You’re not going to get very far without some CPU cycles, memory to hold your working data set, and storage to persist your data. In our case, we’re using laptops with VMWare as a primary development platform, with AWS letting us scale out to larger hardware and to run persistent processes.

Operating Systems

That bare metal has to run some sort of operating system, even if a very minimal variety. We’ve been heavily relying on Ubuntu 12 & 14, which seems to have the best degree of support across the collection of open source tools we need. We have some workloads on both AWS Linux (a Red Hat variant) and CentOS. We also have some Windows platforms that we use for data acquisition within our corporate environment.

Programing

While tools such as Alteryx and KNIME are very interesting graphical environments, there’s just no avoiding having to write code. At the very least, writing code allows you to take your iteratively designed work products and automate them, allowing you to move on and go on to the next interesting problem! This is an area I struggle with on my team, as the explosion of languages here is frankly more than we can comfortably staff for. As of today, we’re heavily developing with R, Python, PowerShell, and a good chunk of Ruby.

Source Code Management

You’ve just developed a script that solves a problem – congratulations! Now you’ve just created a new problem – how are you going to manage that code, including bug fixes, feature changes, sharing it with other individuals in your team/organization/peer group, etc.? Enter source version control tools. When it comes to source control, the de facto solution today is Git. We use Git and GitHub for all of our source code. I’ve heard good things about GitLab for local hosting as well, but have not yet had a need to take on that level of complexity.

Databases

CSVs and other flat files are not to be knocked, but there’s just no substitute for a database to store data and be able to pull it back out in a variety fo forms for consumption. We use a number of platforms, ranging from desktop Microsoft products such as Access, to RDBMS solutions liek SQL Server, open source products including MySQL and Postgresql, to NoSQL technologies such as MongoDB. We’ve talked about graph technologies, but haven’t yet gotten to a point where we’ve needed them…yet.

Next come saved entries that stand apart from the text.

use anyhow::{Result, bail};

use super::AppConfig;

pub fn validate(cfg: &AppConfig) -> Result<()> {
    let mut errors: Vec<String> = Vec::new();

    if cfg.general.host.trim().is_empty() {
        errors.push("general.host must not be empty".to_string());
    }

    let database = &cfg.database;
    if database.explicit_url().is_none() {
        if database.name.trim().is_empty() {
            errors.push("database.name must not be empty".to_string());
        }

        if database.driver.is_networked() && database.host.trim().is_empty() {
            errors.push("database.host must not be empty".to_string());
        }
    }

    if database.max_connections == 0 {
        errors.push("database.max_connections must be > 0".to_string());
    }

    if database.min_idle > database.max_connections {
        errors.push(format!(
            "database.min_idle ({}) must be <= database.max_connections ({})",
            database.min_idle, database.max_connections
        ));
    }

    if errors.is_empty() {
        return Ok(());
    }

    bail!("invalid app config:\n- {}", errors.join("\n- "))
}
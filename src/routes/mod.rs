mod entry;
pub mod public;
pub mod todo;

pub use entry::{API_PREFIX, app, router};
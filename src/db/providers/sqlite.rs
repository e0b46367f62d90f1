use anyhow::Result;
use async_trait::async_trait;
use sea_orm::{ConnectionTrait, Database, DatabaseConnection};

use super::registry::{DbProvider, DbProviderId, connect_options};
use crate::config::DatabaseConfig;

const SQLITE_BUSY_TIMEOUT_MS: u64 = 5_000;

pub struct SqliteDbProvider;

#[async_trait]
impl DbProvider for SqliteDbProvider {
    fn id(&self) -> DbProviderId {
        DbProviderId::Sqlite
    }

    fn supports_url(&self, url: &str) -> bool {
        url.trim().to_ascii_lowercase().starts_with("sqlite:")
    }

    async fn connect(&self, cfg: &DatabaseConfig) -> Result<DatabaseConnection> {
        let mut options = connect_options(cfg.connection_url(), cfg);
        if cfg.connection_url().contains(":memory:") {
            // every pooled connection would otherwise open its own empty database
            options.max_connections(1).min_connections(1);
        }
        let db = Database::connect(options).await?;
        Ok(db)
    }

    async fn post_connect(&self, db: &DatabaseConnection, _cfg: &DatabaseConfig) -> Result<()> {
        db.execute_unprepared("PRAGMA foreign_keys = ON").await?;
        db.execute_unprepared(&format!("PRAGMA busy_timeout = {SQLITE_BUSY_TIMEOUT_MS}"))
            .await?;
        Ok(())
    }
}
use std::path::PathBuf;

use clap::Parser;

/// Aria TTS proxy
#[derive(Debug, Parser)]
#[command(name = "aria", about = "OpenAI-compatible proxy for Gemini generative speech")]
pub struct Args {
    /// Path to configuration file
    #[arg(short, long, default_value = "aria.toml", env = "ARIA_CONFIG")]
    pub config: PathBuf,

    /// Override the listen address
    #[arg(long, env = "ARIA_LISTEN")]
    pub listen: Option<std::net::SocketAddr>,
}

Specific Applications Knowledge

Beyond the databases are a number of domain specific data stores and processing engines. In this category are Elasticsearch (and Logstash and Kibana) and Hadoop (specifically Pig, with some work forthcoming soon).

Data Visualization and Report Creation

All that analysis does no good if you can’t communicate your message. Enter the wonderful world of data visualization. Here my team has been able to take advantage of our organization’s large scale commitment to Tableau for rapid data exploration and dashboard creation. Dirty secret here though, I’ve been doing a lot more with Rstats graphics than Tableau recently. I’m eager to try out some of the recent Shiny apps features in RStudio as possible replacements for some use cases currently handled by Tableau.

General Technical Knowledge

Beyond all the tooling is a general layer of domain specific knowledge that I would be remiss to leave out. Technical security knowledge in areas such as networking, firewalls, encryption, and other aspects as you may find on your various certification exams are still very important to us. Without domain knowledge, we’d be incapable of framing our questions, knowing what data to gather, or have a frame of reference to guide our always overtaxed schedules and research schedules.